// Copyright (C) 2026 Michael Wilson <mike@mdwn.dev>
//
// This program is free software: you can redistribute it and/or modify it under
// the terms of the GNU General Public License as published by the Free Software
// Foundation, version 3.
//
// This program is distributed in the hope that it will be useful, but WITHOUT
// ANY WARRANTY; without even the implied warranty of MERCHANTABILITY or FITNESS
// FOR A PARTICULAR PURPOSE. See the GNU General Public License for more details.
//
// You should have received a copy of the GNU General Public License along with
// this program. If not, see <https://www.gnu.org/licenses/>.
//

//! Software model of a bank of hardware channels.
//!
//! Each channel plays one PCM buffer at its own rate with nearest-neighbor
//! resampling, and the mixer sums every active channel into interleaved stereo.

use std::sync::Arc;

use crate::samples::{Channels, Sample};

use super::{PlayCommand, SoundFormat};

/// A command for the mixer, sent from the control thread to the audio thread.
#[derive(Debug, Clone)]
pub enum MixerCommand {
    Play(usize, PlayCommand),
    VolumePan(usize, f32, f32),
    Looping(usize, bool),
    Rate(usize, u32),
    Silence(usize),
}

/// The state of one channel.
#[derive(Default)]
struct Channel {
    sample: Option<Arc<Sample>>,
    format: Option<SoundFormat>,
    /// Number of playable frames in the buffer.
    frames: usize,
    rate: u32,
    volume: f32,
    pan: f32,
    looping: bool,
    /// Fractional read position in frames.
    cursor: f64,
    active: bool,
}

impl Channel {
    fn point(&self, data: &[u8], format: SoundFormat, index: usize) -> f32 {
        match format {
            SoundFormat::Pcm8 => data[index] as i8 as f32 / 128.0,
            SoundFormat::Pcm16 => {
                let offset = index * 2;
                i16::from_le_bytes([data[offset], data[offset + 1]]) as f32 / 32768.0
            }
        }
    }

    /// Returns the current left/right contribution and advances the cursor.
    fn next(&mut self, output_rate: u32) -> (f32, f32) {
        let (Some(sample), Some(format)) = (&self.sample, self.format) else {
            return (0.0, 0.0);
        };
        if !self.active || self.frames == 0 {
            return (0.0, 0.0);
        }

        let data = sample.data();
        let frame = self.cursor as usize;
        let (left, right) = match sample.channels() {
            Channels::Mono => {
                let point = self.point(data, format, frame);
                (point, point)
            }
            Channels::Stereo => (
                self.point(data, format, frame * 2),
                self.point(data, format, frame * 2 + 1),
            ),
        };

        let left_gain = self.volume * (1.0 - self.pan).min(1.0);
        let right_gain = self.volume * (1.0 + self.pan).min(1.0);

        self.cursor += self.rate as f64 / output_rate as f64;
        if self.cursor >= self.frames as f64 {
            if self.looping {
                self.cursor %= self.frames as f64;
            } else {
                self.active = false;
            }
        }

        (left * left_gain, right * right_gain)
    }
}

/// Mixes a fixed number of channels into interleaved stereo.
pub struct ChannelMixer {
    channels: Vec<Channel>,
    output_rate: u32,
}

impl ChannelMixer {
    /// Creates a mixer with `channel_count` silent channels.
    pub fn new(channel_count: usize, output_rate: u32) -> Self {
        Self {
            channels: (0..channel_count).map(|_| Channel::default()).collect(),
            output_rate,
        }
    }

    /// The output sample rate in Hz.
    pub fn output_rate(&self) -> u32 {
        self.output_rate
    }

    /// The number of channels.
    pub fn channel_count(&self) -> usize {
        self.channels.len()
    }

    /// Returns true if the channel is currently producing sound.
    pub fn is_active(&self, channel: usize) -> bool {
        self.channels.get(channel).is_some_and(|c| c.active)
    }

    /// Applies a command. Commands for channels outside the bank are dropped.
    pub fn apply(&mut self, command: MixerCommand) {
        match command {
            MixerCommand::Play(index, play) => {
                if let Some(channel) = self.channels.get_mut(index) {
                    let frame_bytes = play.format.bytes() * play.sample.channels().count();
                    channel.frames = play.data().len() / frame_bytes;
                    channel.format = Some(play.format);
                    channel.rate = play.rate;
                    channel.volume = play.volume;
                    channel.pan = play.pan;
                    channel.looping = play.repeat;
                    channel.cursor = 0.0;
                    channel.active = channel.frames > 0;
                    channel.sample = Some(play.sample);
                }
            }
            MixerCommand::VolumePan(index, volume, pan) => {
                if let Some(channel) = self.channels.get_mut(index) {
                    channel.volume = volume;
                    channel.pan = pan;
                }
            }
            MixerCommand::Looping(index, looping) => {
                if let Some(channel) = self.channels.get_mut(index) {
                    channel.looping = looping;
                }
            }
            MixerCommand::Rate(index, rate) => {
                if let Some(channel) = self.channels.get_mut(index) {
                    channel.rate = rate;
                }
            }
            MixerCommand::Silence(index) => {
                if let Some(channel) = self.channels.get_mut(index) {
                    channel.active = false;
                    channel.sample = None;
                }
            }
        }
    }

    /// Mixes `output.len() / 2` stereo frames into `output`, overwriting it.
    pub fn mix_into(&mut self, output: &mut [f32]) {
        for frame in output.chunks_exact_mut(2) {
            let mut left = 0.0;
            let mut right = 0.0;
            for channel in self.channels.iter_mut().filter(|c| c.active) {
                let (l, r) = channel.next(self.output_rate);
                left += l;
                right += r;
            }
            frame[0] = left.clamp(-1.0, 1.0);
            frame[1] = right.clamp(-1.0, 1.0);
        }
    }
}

**********

## Your instructions
From the entries above, list each line with "offset" in it.

## Written solution
                let offset = index * 2;
                i16::from_le_bytes([data[offset], data[offset + 1]]) as f32 / 32768.0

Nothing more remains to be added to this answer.